# Rule on boats around the Pensacola Fishing Bridge?



## SpeedoJosh (Jun 15, 2013)

Whats the rules on boats being around the fishing bridges, or bridges in general? I know the piers usually have rules, but is one able to pull their boat up next to the bridge and fish?


----------



## BIGRIGZ (Oct 2, 2007)

as far as I know, you can fish all around the bridges but, you are not allowed to attach to the bridge or anchor in the channel. anchoring anywhere around the bridge is ok.

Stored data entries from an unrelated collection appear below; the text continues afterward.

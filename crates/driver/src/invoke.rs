//! Running external tools
//!
//! The dispatcher never touches `std::process` directly. It builds
//! [`ToolCommand`]s and hands them to a [`ToolInvoker`], which reports the
//! exit status. [`ProcessInvoker`] is the real implementation; tests swap
//! in a recorder.

use crate::error::DriverError;
use std::fmt;
use std::fs::File;
use std::path::{Path, PathBuf};
use std::process::{Command, ExitStatus, Stdio};
use tracing::debug;

/// One external program invocation
#[derive(Debug, Clone, PartialEq, Eq)]
pub struct ToolCommand {
    /// Stage name used in logs and errors (`frontend`, `linker`, ...)
    pub tool: &'static str,
    pub program: String,
    pub args: Vec<String>,
    /// File connected to standard input
    pub stdin: Option<PathBuf>,
    /// File that receives standard output, created or truncated
    pub stdout: Option<PathBuf>,
}

impl ToolCommand {
    pub fn new(tool: &'static str, program: impl Into<String>) -> Self {
        ToolCommand {
            tool,
            program: program.into(),
            args: Vec::new(),
            stdin: None,
            stdout: None,
        }
    }

    pub fn arg(mut self, arg: impl Into<String>) -> Self {
        self.args.push(arg.into());
        self
    }

    pub fn args<I, S>(mut self, args: I) -> Self
    where
        I: IntoIterator<Item = S>,
        S: Into<String>,
    {
        self.args.extend(args.into_iter().map(Into::into));
        self
    }

    pub fn stdin_from(mut self, path: impl AsRef<Path>) -> Self {
        self.stdin = Some(path.as_ref().to_path_buf());
        self
    }

    pub fn stdout_to(mut self, path: impl AsRef<Path>) -> Self {
        self.stdout = Some(path.as_ref().to_path_buf());
        self
    }
}

/// Shell-like rendering, for logs only
impl fmt::Display for ToolCommand {
    fn fmt(&self, f: &mut fmt::Formatter<'_>) -> fmt::Result {
        write!(f, "{}", self.program)?;
        for arg in &self.args {
            write!(f, " {}", arg)?;
        }
        if let Some(path) = &self.stdin {
            write!(f, " < {}", path.display())?;
        }
        if let Some(path) = &self.stdout {
            write!(f, " > {}", path.display())?;
        }
        Ok(())
    }
}

/// Runs a tool to completion and returns its exit code
pub trait ToolInvoker {
    fn run(&mut self, command: &ToolCommand) -> Result<i32, DriverError>;
}

impl<T: ToolInvoker + ?Sized> ToolInvoker for &mut T {
    fn run(&mut self, command: &ToolCommand) -> Result<i32, DriverError> {
        (**self).run(command)
    }
}

/// Spawns tools as child processes and waits for each one.
///
/// Stderr is always inherited so tool diagnostics reach the user as-is.
/// A tool killed by a signal reports `128 + signal`, as a shell would.
#[derive(Debug, Default, Clone, Copy)]
pub struct ProcessInvoker;

impl ToolInvoker for ProcessInvoker {
    fn run(&mut self, command: &ToolCommand) -> Result<i32, DriverError> {
        let mut process = Command::new(&command.program);
        process.args(&command.args);

        if let Some(path) = &command.stdin {
            let file = File::open(path).map_err(|source| DriverError::Io {
                path: path.clone(),
                source,
            })?;
            process.stdin(Stdio::from(file));
        }
        if let Some(path) = &command.stdout {
            let file = File::create(path).map_err(|source| DriverError::Io {
                path: path.clone(),
                source,
            })?;
            process.stdout(Stdio::from(file));
        }

        debug!(tool = command.tool, "running {}", command);
        let status = process.status().map_err(|source| DriverError::Spawn {
            tool: command.tool,
            program: command.program.clone(),
            source,
        })?;

        Ok(exit_code(status))
    }
}

fn exit_code(status: ExitStatus) -> i32 {
    if let Some(code) = status.code() {
        return code;
    }
    #[cfg(unix)]
    {
        use std::os::unix::process::ExitStatusExt;
        if let Some(signal) = status.signal() {
            return 128 + signal;
        }
    }
    1
}
//! Driver configuration
//!
//! Everything that differs between toolchain setups lives here: which
//! suffixes count as sources, which programs run each stage, where the
//! optimizer plugin is and which passes it applies. The phase logic only
//! ever sees a [`DriverConfig`], never a literal path.
//!
//! # Example
//!
//! ```rust,ignore
//! use passcc::DriverConfig;
//!
//! let config = DriverConfig::c()
//!     .with_optimizer_module("/opt/llvm/lib/PREviaLCM.so")
//!     .with_pass("pre");
//! ```
//!
//! # Resolution
//!
//! [`DriverConfig::load`] starts from the defaults, layers the TOML file
//! named by `PASSCC_CONFIG` (or the per-user file if one exists), then
//! applies the `PASSCC_*` environment overrides.

use crate::error::DriverError;
use serde::Deserialize;
use std::env;
use std::fs;
use std::path::{Path, PathBuf};
use tracing::debug;

/// Names an explicit config file
pub const CONFIG_ENV: &str = "PASSCC_CONFIG";

/// Default object suffix
pub const OBJECT_SUFFIX: &str = ".o";

/// How a filename is treated, decided by suffix alone
#[derive(Debug, Clone, Copy, PartialEq, Eq)]
pub enum FileKind {
    Source,
    Object,
    Unrecognized,
}

/// Programs run for each stage, looked up on `PATH` unless absolute
#[derive(Debug, Clone, PartialEq, Eq, Deserialize)]
#[serde(default, deny_unknown_fields)]
pub struct ToolLocator {
    /// Front-end compiler; also receives pass-through invocations
    pub frontend: String,
    /// Optimizer that loads the pass module
    pub optimizer: String,
    /// Code generator producing native objects
    pub codegen: String,
    pub linker: String,
}

impl Default for ToolLocator {
    fn default() -> Self {
        ToolLocator {
            frontend: "clang".to_string(),
            optimizer: "opt".to_string(),
            codegen: "llc".to_string(),
            linker: "clang".to_string(),
        }
    }
}

/// Configuration for the driver
#[derive(Debug, Clone, PartialEq, Eq, Deserialize)]
#[serde(default, deny_unknown_fields)]
pub struct DriverConfig {
    /// Suffixes of files that need compiling (e.g. `.c`, `.cpp`)
    pub source_suffixes: Vec<String>,

    /// Suffix of compiled-but-unlinked objects
    pub object_suffix: String,

    /// Plugin handed to the optimizer with `-load`
    pub optimizer_module: Option<PathBuf>,

    /// Passes to run, without the leading dash (`pre` becomes `-pre`)
    pub optimizer_passes: Vec<String>,

    /// Flags for the front end, placed after `-c`
    pub compile_flags: Vec<String>,

    pub optimizer_flags: Vec<String>,

    /// Flags placed before the object file on the link line
    pub link_flags: Vec<String>,

    /// Keep the scratch directory holding the `.bc` files between stages
    pub keep_intermediates: bool,

    pub tools: ToolLocator,
}

impl Default for DriverConfig {
    fn default() -> Self {
        DriverConfig {
            source_suffixes: vec![".c".to_string(), ".cpp".to_string()],
            object_suffix: OBJECT_SUFFIX.to_string(),
            optimizer_module: None,
            optimizer_passes: Vec::new(),
            compile_flags: vec!["-O0".to_string(), "-emit-llvm".to_string()],
            optimizer_flags: vec!["-stats".to_string()],
            link_flags: vec!["-g".to_string()],
            keep_intermediates: false,
            tools: ToolLocator::default(),
        }
    }
}

impl DriverConfig {
    /// General preset: C and C++ sources
    pub fn cxx() -> Self {
        DriverConfig::default()
    }

    /// Narrow preset: C sources only
    pub fn c() -> Self {
        DriverConfig {
            source_suffixes: vec![".c".to_string()],
            ..DriverConfig::default()
        }
    }

    /// Set the optimizer plugin (builder pattern)
    pub fn with_optimizer_module(mut self, path: impl Into<PathBuf>) -> Self {
        self.optimizer_module = Some(path.into());
        self
    }

    /// Append a pass to run
    pub fn with_pass(mut self, pass: impl AsRef<str>) -> Self {
        self.optimizer_passes.push(pass_name(pass.as_ref()));
        self
    }

    /// Recognize another source suffix; the leading dot is optional
    pub fn with_source_suffix(mut self, suffix: impl AsRef<str>) -> Self {
        if let Some(suffix) = normalize_suffix(suffix.as_ref()) {
            self.source_suffixes.push(suffix);
        }
        self
    }

    pub fn with_tools(mut self, tools: ToolLocator) -> Self {
        self.tools = tools;
        self
    }

    pub fn with_keep_intermediates(mut self, keep: bool) -> Self {
        self.keep_intermediates = keep;
        self
    }

    /// Classify a path by suffix. The object suffix is checked first, so it
    /// wins even if it also appears among the source suffixes.
    pub fn kind_of(&self, path: &str) -> FileKind {
        if path.ends_with(&self.object_suffix) {
            FileKind::Object
        } else if self.source_suffixes.iter().any(|s| path.ends_with(s)) {
            FileKind::Source
        } else {
            FileKind::Unrecognized
        }
    }

    /// True for anything the scanner may take as an input file
    pub fn is_recognized(&self, path: &str) -> bool {
        self.kind_of(path) != FileKind::Unrecognized
    }

    /// Parse configuration from a TOML string
    pub fn from_toml(toml_str: &str) -> Result<Self, String> {
        let config: DriverConfig = toml::from_str(toml_str).map_err(|e| e.to_string())?;
        config.normalized()
    }

    /// Load configuration from a TOML file
    pub fn from_file(path: &Path) -> Result<Self, DriverError> {
        let content = fs::read_to_string(path).map_err(|e| DriverError::Config {
            path: path.to_path_buf(),
            message: e.to_string(),
        })?;
        Self::from_toml(&content).map_err(|message| DriverError::Config {
            path: path.to_path_buf(),
            message,
        })
    }

    /// Resolve the configuration for this process
    pub fn load() -> Result<Self, DriverError> {
        let base = match env::var_os(CONFIG_ENV) {
            Some(path) => {
                debug!(path = ?path, "loading config named by {}", CONFIG_ENV);
                Self::from_file(Path::new(&path))?
            }
            None => match user_config_path().filter(|p| p.is_file()) {
                Some(path) => {
                    debug!(path = %path.display(), "loading user config");
                    Self::from_file(&path)?
                }
                None => Self::default(),
            },
        };
        Ok(base.with_env_overrides(|key| env::var(key).ok()))
    }

    /// Apply `PASSCC_*` overrides using `lookup` to read variables
    pub fn with_env_overrides(mut self, lookup: impl Fn(&str) -> Option<String>) -> Self {
        if let Some(module) = lookup("PASSCC_OPT_MODULE") {
            self.optimizer_module = Some(PathBuf::from(module));
        }
        if let Some(passes) = lookup("PASSCC_PASSES") {
            self.optimizer_passes = split_list(&passes).map(pass_name).collect();
        }
        if let Some(suffixes) = lookup("PASSCC_SOURCE_SUFFIXES") {
            self.source_suffixes = split_list(&suffixes).filter_map(normalize_suffix).collect();
        }
        let tools = [
            ("PASSCC_FRONTEND", &mut self.tools.frontend),
            ("PASSCC_OPT", &mut self.tools.optimizer),
            ("PASSCC_LLC", &mut self.tools.codegen),
            ("PASSCC_LINKER", &mut self.tools.linker),
        ];
        for (key, slot) in tools {
            if let Some(program) = lookup(key).filter(|p| !p.is_empty()) {
                *slot = program;
            }
        }
        self
    }

    fn normalized(mut self) -> Result<Self, String> {
        self.source_suffixes = self
            .source_suffixes
            .iter()
            .filter_map(|s| normalize_suffix(s))
            .collect();
        self.object_suffix = normalize_suffix(&self.object_suffix)
            .ok_or_else(|| "object_suffix cannot be empty".to_string())?;
        self.optimizer_passes = self.optimizer_passes.iter().map(|p| pass_name(p)).collect();
        Ok(self)
    }
}

/// Per-user config: $XDG_CONFIG_HOME/passcc/config.toml or ~/.config/passcc/config.toml
pub fn user_config_path() -> Option<PathBuf> {
    if let Ok(xdg_config) = env::var("XDG_CONFIG_HOME") {
        let path = PathBuf::from(xdg_config);
        if path.is_absolute() {
            return Some(path.join("passcc").join("config.toml"));
        }
    }

    if let Ok(home) = env::var("HOME") {
        return Some(
            PathBuf::from(home)
                .join(".config")
                .join("passcc")
                .join("config.toml"),
        );
    }

    None
}

fn split_list(value: &str) -> impl Iterator<Item = &str> {
    value.split(',').map(str::trim).filter(|s| !s.is_empty())
}

fn normalize_suffix(suffix: &str) -> Option<String> {
    let suffix = suffix.trim();
    match suffix {
        "" | "." => None,
        s if s.starts_with('.') => Some(s.to_string()),
        s => Some(format!(".{}", s)),
    }
}

fn pass_name(pass: &str) -> String {
    pass.trim().trim_start_matches('-').to_string()
}

#[cfg(test)]
mod tests {
    use super::*;
    use serial_test::serial;
    use std::collections::HashMap;
    use std::io::Write;

    #[test]
    fn test_kind_of_default_suffixes() {
        let config = DriverConfig::default();
        assert_eq!(config.kind_of("prog.c"), FileKind::Source);
        assert_eq!(config.kind_of("prog.cpp"), FileKind::Source);
        assert_eq!(config.kind_of("prog.o"), FileKind::Object);
        assert_eq!(config.kind_of("prog"), FileKind::Unrecognized);
        assert_eq!(config.kind_of("prog.cc"), FileKind::Unrecognized);
        assert_eq!(config.kind_of(""), FileKind::Unrecognized);
    }

    #[test]
    fn test_c_preset_rejects_cpp() {
        let config = DriverConfig::c();
        assert_eq!(config.kind_of("prog.c"), FileKind::Source);
        assert_eq!(config.kind_of("prog.cpp"), FileKind::Unrecognized);
        assert!(config.is_recognized("prog.o"));
    }

    #[test]
    fn test_object_suffix_wins_over_source_list() {
        let config = DriverConfig::default().with_source_suffix("o");
        assert_eq!(config.kind_of("prog.o"), FileKind::Object);
    }

    #[test]
    fn test_builder() {
        let config = DriverConfig::c()
            .with_optimizer_module("/opt/llvm/lib/PREviaLCM.so")
            .with_pass("-pre")
            .with_source_suffix("cc")
            .with_keep_intermediates(true);

        assert_eq!(
            config.optimizer_module,
            Some(PathBuf::from("/opt/llvm/lib/PREviaLCM.so"))
        );
        assert_eq!(config.optimizer_passes, vec!["pre"]);
        assert_eq!(config.source_suffixes, vec![".c", ".cc"]);
        assert!(config.keep_intermediates);
    }

    #[test]
    fn test_from_toml_partial() {
        let config = DriverConfig::from_toml(
            r#"
            source_suffixes = ["c", ".ll"]
            optimizer_module = "/usr/local/lib/PREviaLCM.so"
            optimizer_passes = ["pre", "-dce"]

            [tools]
            optimizer = "opt-17"
            "#,
        )
        .unwrap();

        assert_eq!(config.source_suffixes, vec![".c", ".ll"]);
        assert_eq!(config.optimizer_passes, vec!["pre", "dce"]);
        assert_eq!(config.tools.optimizer, "opt-17");
        assert_eq!(config.tools.codegen, "llc");
        assert_eq!(config.object_suffix, ".o");
        assert_eq!(config.link_flags, vec!["-g"]);
    }

    #[test]
    fn test_from_toml_rejects_unknown_keys() {
        let err = DriverConfig::from_toml("optimiser_passes = [\"pre\"]").unwrap_err();
        assert!(err.contains("optimiser_passes"), "unexpected error: {}", err);
    }

    #[test]
    fn test_from_toml_rejects_empty_object_suffix() {
        let err = DriverConfig::from_toml("object_suffix = \"\"").unwrap_err();
        assert!(err.contains("object_suffix"));
    }

    #[test]
    fn test_from_file_missing() {
        let err = DriverConfig::from_file(Path::new("/nonexistent/passcc.toml")).unwrap_err();
        assert!(matches!(err, DriverError::Config { .. }));
    }

    #[test]
    fn test_env_overrides() {
        let vars: HashMap<&str, &str> = [
            ("PASSCC_OPT_MODULE", "/tmp/PREviaLCM.dylib"),
            ("PASSCC_PASSES", "pre, -licm,,"),
            ("PASSCC_SOURCE_SUFFIXES", "c"),
            ("PASSCC_LLC", "llc-17"),
            ("PASSCC_LINKER", ""),
        ]
        .into_iter()
        .collect();

        let config = DriverConfig::default()
            .with_env_overrides(|key| vars.get(key).map(|v| v.to_string()));

        assert_eq!(
            config.optimizer_module,
            Some(PathBuf::from("/tmp/PREviaLCM.dylib"))
        );
        assert_eq!(config.optimizer_passes, vec!["pre", "licm"]);
        assert_eq!(config.source_suffixes, vec![".c"]);
        assert_eq!(config.tools.codegen, "llc-17");
        // Empty values leave the tool alone
        assert_eq!(config.tools.linker, "clang");
    }

    #[test]
    #[serial]
    fn test_load_from_named_file() {
        let mut file = tempfile::Builder::new().suffix(".toml").tempfile().unwrap();
        writeln!(file, "optimizer_passes = [\"pre\"]").unwrap();

        let orig_config = env::var_os(CONFIG_ENV);
        let orig_passes = env::var_os("PASSCC_PASSES");

        // SAFETY: serialized with the other environment-mutating tests
        unsafe {
            env::set_var(CONFIG_ENV, file.path());
            env::set_var("PASSCC_PASSES", "gvn");
        }
        let config = DriverConfig::load();

        // SAFETY: Restoring environment to original state
        unsafe {
            match orig_config {
                Some(v) => env::set_var(CONFIG_ENV, v),
                None => env::remove_var(CONFIG_ENV),
            }
            match orig_passes {
                Some(v) => env::set_var("PASSCC_PASSES", v),
                None => env::remove_var("PASSCC_PASSES"),
            }
        }

        // The environment beats the file
        assert_eq!(config.unwrap().optimizer_passes, vec!["gvn"]);
    }

    #[test]
    #[serial]
    fn test_user_config_path_with_xdg() {
        let orig_xdg = env::var("XDG_CONFIG_HOME").ok();

        // SAFETY: serialized with the other environment-mutating tests
        unsafe {
            env::set_var("XDG_CONFIG_HOME", "/tmp/test-xdg-config");
        }
        let path = user_config_path();

        // SAFETY: Restoring environment to original state
        unsafe {
            match orig_xdg {
                Some(v) => env::set_var("XDG_CONFIG_HOME", v),
                None => env::remove_var("XDG_CONFIG_HOME"),
            }
        }

        assert_eq!(
            path,
            Some(PathBuf::from("/tmp/test-xdg-config/passcc/config.toml"))
        );
    }
}
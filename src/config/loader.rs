//! Configuration loading with layered precedence.
//!
//! Layers are composed manually with `MergeComposer` rather than through the
//! derive-generated `load()`:
//!
//! 1. **Subcommand separation**: `Cli` owns subcommand dispatch via clap,
//!    while `AppConfig` only holds configuration values.
//! 2. **Fail-fast environment parsing**: typed environment variables with
//!    unparseable values are rejected instead of silently ignored.
//! 3. **Testable environment access**: variables are read through a
//!    `mockable::Env` so tests never touch the process environment.
//!
//! # Environment Variables
//!
//! `ENGINE_INFO_ENGINE_COMMAND` is always accepted. `ENGINE_INFO_PROBE_TIMEOUT_SECS`
//! must be an unsigned integer or loading fails with a clear error.

use camino::Utf8PathBuf;
use cap_std::ambient_authority;
use cap_std::fs_utf8::Dir;
use mockable::{DefaultEnv, Env};
use ortho_config::discovery::ConfigDiscovery;
use ortho_config::serde_json::{self, Map, Value};
use ortho_config::{MergeComposer, toml};

use crate::config::{AppConfig, Cli};
use crate::error::{ConfigError, Result};

/// The type of value expected from an environment variable.
#[derive(Clone, Copy)]
enum EnvVarType {
    /// String value (always accepted).
    String,
    /// Unsigned 64-bit integer. Invalid values return an error.
    U64,
}

/// Specification for a single environment variable mapping.
struct EnvVarSpec {
    /// The environment variable name.
    env_var: &'static str,
    /// The configuration field it populates.
    field: &'static str,
    /// The expected value type.
    var_type: EnvVarType,
}

const ENV_VAR_SPECS: &[EnvVarSpec] = &[
    EnvVarSpec {
        env_var: "ENGINE_INFO_ENGINE_COMMAND",
        field: "engine_command",
        var_type: EnvVarType::String,
    },
    EnvVarSpec {
        env_var: "ENGINE_INFO_PROBE_TIMEOUT_SECS",
        field: "probe_timeout_secs",
        var_type: EnvVarType::U64,
    },
];

/// Returns the list of environment variable names recognised by the loader.
///
/// Tests that need to clear `ENGINE_INFO_*` variables should use this rather
/// than a hard-coded list.
#[must_use]
pub fn env_var_names() -> Vec<&'static str> {
    ENV_VAR_SPECS.iter().map(|spec| spec.env_var).collect()
}

/// Load a configuration file and push it to the composer.
///
/// The parent directory is opened through `cap_std::fs_utf8` and the file is
/// read relative to it.
fn load_config_file(path: &Utf8PathBuf, composer: &mut MergeComposer) -> Result<()> {
    let current_dir = Utf8PathBuf::from(".");
    let parent = path
        .parent()
        .filter(|dir| !dir.as_str().is_empty())
        .unwrap_or_else(|| current_dir.as_ref());
    let file_name = path.file_name().unwrap_or(path.as_str());

    let dir = Dir::open_ambient_dir(parent, ambient_authority()).map_err(|e| {
        ConfigError::ParseError {
            message: format!("failed to open directory {parent}: {e}"),
        }
    })?;

    let content = dir
        .read_to_string(file_name)
        .map_err(|e| ConfigError::ParseError {
            message: format!("failed to read {path}: {e}"),
        })?;

    let value =
        toml::from_str::<serde_json::Value>(&content).map_err(|e| ConfigError::ParseError {
            message: format!("failed to parse {path}: {e}"),
        })?;

    composer.push_file(value, Some(path.clone()));
    Ok(())
}

/// Load configuration from the process environment with full layer precedence.
///
/// # Errors
///
/// See [`load_config_with_env`].
pub fn load_config(cli: &Cli) -> Result<AppConfig> {
    load_config_with_env(cli, &DefaultEnv::new())
}

/// Load configuration with full layer precedence, reading variables from `env`.
///
/// Layers, lowest to highest:
/// 1. Application defaults
/// 2. Configuration file (`--config`, or discovered via `ENGINE_INFO_CONFIG_PATH`
///    and XDG paths)
/// 3. `ENGINE_INFO_*` environment variables
/// 4. Command-line flags
///
/// # Errors
///
/// Returns `ConfigError` if:
/// - an explicit `--config` path does not exist
/// - a configuration file is malformed
/// - a typed environment variable cannot be parsed
/// - the merged configuration fails validation
pub fn load_config_with_env<E: Env>(cli: &Cli, env: &E) -> Result<AppConfig> {
    let mut composer = MergeComposer::new();

    let defaults =
        serde_json::to_value(AppConfig::default()).map_err(|e| ConfigError::ParseError {
            message: format!("failed to serialise defaults: {e}"),
        })?;
    composer.push_defaults(defaults);

    let config_path = match cli.config.clone() {
        Some(path) if path.exists() => Some(path),
        Some(path) => {
            return Err(ConfigError::FileNotFound {
                path: path.into_std_path_buf(),
            }
            .into());
        }
        None => discover_config_file(),
    };

    if let Some(ref path) = config_path {
        tracing::debug!(%path, "loading configuration file");
        load_config_file(path, &mut composer)?;
    }

    let env_values = collect_env_vars(env)?;
    if !env_values.is_null() {
        composer.push_environment(env_values);
    }

    let cli_overrides = build_cli_overrides(cli);
    if !cli_overrides.is_null() {
        composer.push_cli(cli_overrides);
    }

    let config =
        AppConfig::merge_from_layers(composer.layers()).map_err(ConfigError::OrthoConfig)?;
    config.validate()?;
    Ok(config)
}

fn discover_config_file() -> Option<Utf8PathBuf> {
    let discovery = ConfigDiscovery::builder("engine-info")
        .env_var("ENGINE_INFO_CONFIG_PATH")
        .config_file_name("config.toml")
        .dotfile_name(".engine-info.toml")
        .build();
    discovery
        .candidates()
        .into_iter()
        .filter(|p| p.exists())
        .find_map(|p| Utf8PathBuf::try_from(p).ok())
}

/// Collect `ENGINE_INFO_*` variables into a JSON object.
///
/// # Errors
///
/// Returns `ConfigError::InvalidValue` if a typed variable has an unparseable
/// value.
fn collect_env_vars<E: Env>(env: &E) -> Result<Value> {
    let mut root = Map::new();

    for spec in ENV_VAR_SPECS {
        let Some(raw_value) = env.string(spec.env_var) else {
            continue;
        };

        let json_value = match spec.var_type {
            EnvVarType::String => Value::String(raw_value),
            EnvVarType::U64 => match raw_value.trim().parse::<u64>() {
                Ok(n) => Value::Number(n.into()),
                Err(_) => {
                    return Err(ConfigError::InvalidValue {
                        field: spec.env_var.to_owned(),
                        reason: format!("expected unsigned integer, got '{raw_value}'"),
                    }
                    .into());
                }
            },
        };

        root.insert(spec.field.to_owned(), json_value);
    }

    if root.is_empty() {
        Ok(Value::Null)
    } else {
        Ok(Value::Object(root))
    }
}

/// Build a JSON value containing CLI overrides.
fn build_cli_overrides(cli: &Cli) -> Value {
    let mut overrides = Map::new();

    if let Some(ref command) = cli.engine_command {
        overrides.insert(
            "engine_command".to_owned(),
            Value::String(command.clone()),
        );
    }

    if let Some(secs) = cli.probe_timeout_secs {
        overrides.insert("probe_timeout_secs".to_owned(), Value::Number(secs.into()));
    }

    if overrides.is_empty() {
        Value::Null
    } else {
        Value::Object(overrides)
    }
}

I think you have to stay 200' from public fishing piers like 3MB drive on fishing pier, Pensacola Beach Pier and Ft Pickens pier...


----------



## SpeedoJosh (Jun 15, 2013)

Thanks. Anybody have a guesstimate of the depth around the Pensacola Fishing Bridge?


----------



## BigRed38 (May 5, 2009)

Pier, maybe 30-40 feet at max. 


Sent from my iPhone using Tapatalk


----------



## MathGeek (Mar 31, 2012)

BigRed38 said:


> Pier, maybe 30-40 feet at max.
> 
> 
> Sent from my iPhone using Tapatalk


I don't think it's more than 20 ft.


----------



## BigRed38 (May 5, 2009)

I didn't think so, don't know why I said that. Lol


Sent from my iPhone using Tapatalk


----------



## SpeedoJosh (Jun 15, 2013)

Sorry, meant to say depth around the fishing bridge, not pier.


----------



## Chapman5011 (Mar 7, 2013)

Don't get too close to a pier or you'll find out how many assholes are fishing on that pier as they will sure talk a lot of game to someone they can't get to. 
The bird finger goes a long way to people like that. Turn the tunes up, but watch for 4 to 6 ounce lead egg weight falling from heaven.


----------



## bay slayer (May 26, 2008)

Chapman5011 said:


> Don't get too close to a pier or you'll find out how many assholes are fishing on that pier as they will sure talk a lot of game to someone they can't get to.
> The bird finger goes a long way to people like that. Turn the tunes up, but watch for 4 to 6 ounce lead egg weight falling from heaven.


of course you would bring something like that up. Get over it.


----------



## Chapman5011 (Mar 7, 2013)

bay slayer said:


> of course you would bring something like that up. Get over it.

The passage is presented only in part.